LinuxQuestions.org
Help answer threads with 0 replies.
Go Back   LinuxQuestions.org > Forums > Linux Forums > Linux - Hardware
User Name
Password
Linux - Hardware This forum is for Hardware issues.
Having trouble installing a piece of hardware? Want to know if that peripheral is compatible with Linux?

Notices


Reply
  Search this Thread
Old 01-04-2022, 04:48 AM   #1
serafean
Member
 
Registered: Mar 2006
Location: Czech Republic
Distribution: Gentoo, Chakra
Posts: 997
Blog Entries: 15

Rep: Reputation: 136Reputation: 136
Ingress ethernet packet corruption -- out of ideas


Hi,

I'm looking for diagnostic ideas. My situation:
Ethernet (PCIe, builtin igb) network packets arrive corrupted/changed (ICMP requests -- viewed in wireshark), OS doesn't process them at all. Corruption is not random, but I haven't been able to find a pattern.

What I tried:
Disable all firewalls.
Boot liveCD.
Change cable.
remove all switches from path. Still happens on p2p link.
Add another PCIe ethernet card (r8169), corruption is the exactly the same.

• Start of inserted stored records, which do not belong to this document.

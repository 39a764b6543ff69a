//! [`CommandDispatcher`] – the single writer of outbound commands.
//!
//! The dispatcher owns every registered [`MotionTransport`] and routes a
//! [`Command`] to the board named by its [`DeviceId`].  It is shared behind an
//! `Arc` by the autonomous control loop, the manual input layer, and the mode
//! arbiter.
//!
//! # Locking
//!
//! Each transport sits behind its own `Mutex`, so writes to one board are
//! mutually exclusive while different boards never contend.  The transport
//! lock is always taken before the last-sent map, which keeps the
//! check-then-send in [`CommandDispatcher::send_if_changed`] atomic per board.
//!
//! # Failure policy
//!
//! [`CommandDispatcher::send`] and [`CommandDispatcher::send_if_changed`]
//! log and swallow transport failures: the robot may fail to move but the
//! caller keeps running and retries on its next tick.  Use
//! [`CommandDispatcher::try_send`] when the error itself is needed.

use std::collections::HashMap;
use std::sync::{Mutex, MutexGuard, PoisonError};

use kida_types::{Command, DeviceId, TransportError};
use tracing::{debug, warn};

use crate::transport::MotionTransport;

/// Result of a de-duplicating send.
#[derive(Debug, Clone, Copy, PartialEq, Eq)]
pub enum SendOutcome {
    /// The command reached the board.
    Delivered,
    /// The board already received this exact command last; nothing was written.
    Suppressed,
    /// The write failed and was logged.
    Failed,
}

/// Routes commands to registered boards.
///
/// Register transports with [`CommandDispatcher::register`] while building,
/// then share the dispatcher as `Arc<CommandDispatcher>`.
#[derive(Default)]
pub struct CommandDispatcher {
    transports: HashMap<DeviceId, Mutex<Box<dyn MotionTransport>>>,
    last_sent: Mutex<HashMap<DeviceId, String>>,
}

impl CommandDispatcher {
    /// Create a dispatcher with no boards.
    pub fn new() -> Self {
        Self::default()
    }

    /// Register a transport.  Any transport previously registered for the
    /// same device is replaced.
    pub fn register(&mut self, transport: Box<dyn MotionTransport>) {
        let id = transport.device_id().clone();
        self.transports.insert(id, Mutex::new(transport));
    }

    /// `true` when a transport is registered for `device`.
    pub fn is_registered(&self, device: &DeviceId) -> bool {
        self.transports.contains_key(device)
    }

    /// All registered devices, sorted.
    pub fn devices(&self) -> Vec<DeviceId> {
        let mut ids: Vec<DeviceId> = self.transports.keys().cloned().collect();
        ids.sort();
        ids
    }

    /// Last command successfully delivered to `device`.
    pub fn last_sent(&self, device: &DeviceId) -> Option<String> {
        self.last_sent_map().get(device).cloned()
    }

    /// Write `command` to `device`, propagating any transport failure.
    ///
    /// # Errors
    ///
    /// Returns [`TransportError::UnknownDevice`] when nothing is registered
    /// for `device`, or the transport's own error when the write fails.
    pub fn try_send(&self, device: &DeviceId, command: &Command) -> Result<(), TransportError> {
        self.deliver(device, command, false).map(|_| ())
    }

    /// Write `command` to `device`; failures are logged and swallowed.
    ///
    /// Returns `true` when the command reached the board.
    pub fn send(&self, device: &DeviceId, command: &Command) -> bool {
        match self.deliver(device, command, false) {
            Ok(_) => true,
            Err(e) => {
                warn!(device = %device, command = %command, error = %e, "command not delivered");
                false
            }
        }
    }

    /// Like [`send`][Self::send], but skip the write when `command` equals the
    /// last command delivered to `device`.
    ///
    /// A failed write does not update the last-sent record, so the next call
    /// with the same command retries.
    pub fn send_if_changed(&self, device: &DeviceId, command: &Command) -> SendOutcome {
        match self.deliver(device, command, true) {
            Ok(outcome) => outcome,
            Err(e) => {
                warn!(device = %device, command = %command, error = %e, "command not delivered");
                SendOutcome::Failed
            }
        }
    }

    /// Forget the last-sent record for every board, forcing the next
    /// de-duplicating send to write.
    pub fn reset_dedup(&self) {
        self.last_sent_map().clear();
    }

    fn deliver(
        &self,
        device: &DeviceId,
        command: &Command,
        skip_if_same: bool,
    ) -> Result<SendOutcome, TransportError> {
        let slot = self
            .transports
            .get(device)
            .ok_or_else(|| TransportError::UnknownDevice(device.to_string()))?;
        let mut transport = slot.lock().unwrap_or_else(PoisonError::into_inner);

        let wire = command.as_str();
        if skip_if_same && self.last_sent_map().get(device).map(String::as_str) == Some(wire) {
            return Ok(SendOutcome::Suppressed);
        }

        transport.send(wire)?;
        self.last_sent_map().insert(device.clone(), wire.to_string());
        debug!(device = %device, command = wire, "command sent");
        Ok(SendOutcome::Delivered)
    }

    fn last_sent_map(&self) -> MutexGuard<'_, HashMap<DeviceId, String>> {
        self.last_sent.lock().unwrap_or_else(PoisonError::into_inner)
    }
}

Chipset: X570. CPU: AMD 5800X

At this point I'm thinking the PCIe bus is doing weird stuff. Any ideas what more to try?
 
Old 01-04-2022, 07:49 AM   #2
business_kid
LQ Guru
 
Registered: Jan 2006
Location: Ireland
Distribution: Slackware, Slarm64 & Android
Posts: 17,626

Rep: Reputation: 2619Reputation: 2619Reputation: 2619Reputation: 2619Reputation: 2619Reputation: 2619Reputation: 2619Reputation: 2619Reputation: 2619Reputation: 2619Reputation: 2619
You're on the right track swapping things out. Here's some ideas.
  • Can you get the packets correctly on another machine?
  • Can you swap out any of the cabling?
  • Can you slow speeds down in your box?
  • Can you (even temporarily) pick the signals up at the earliest point?
  • Can you do a thorough nic <--> nic test of your box?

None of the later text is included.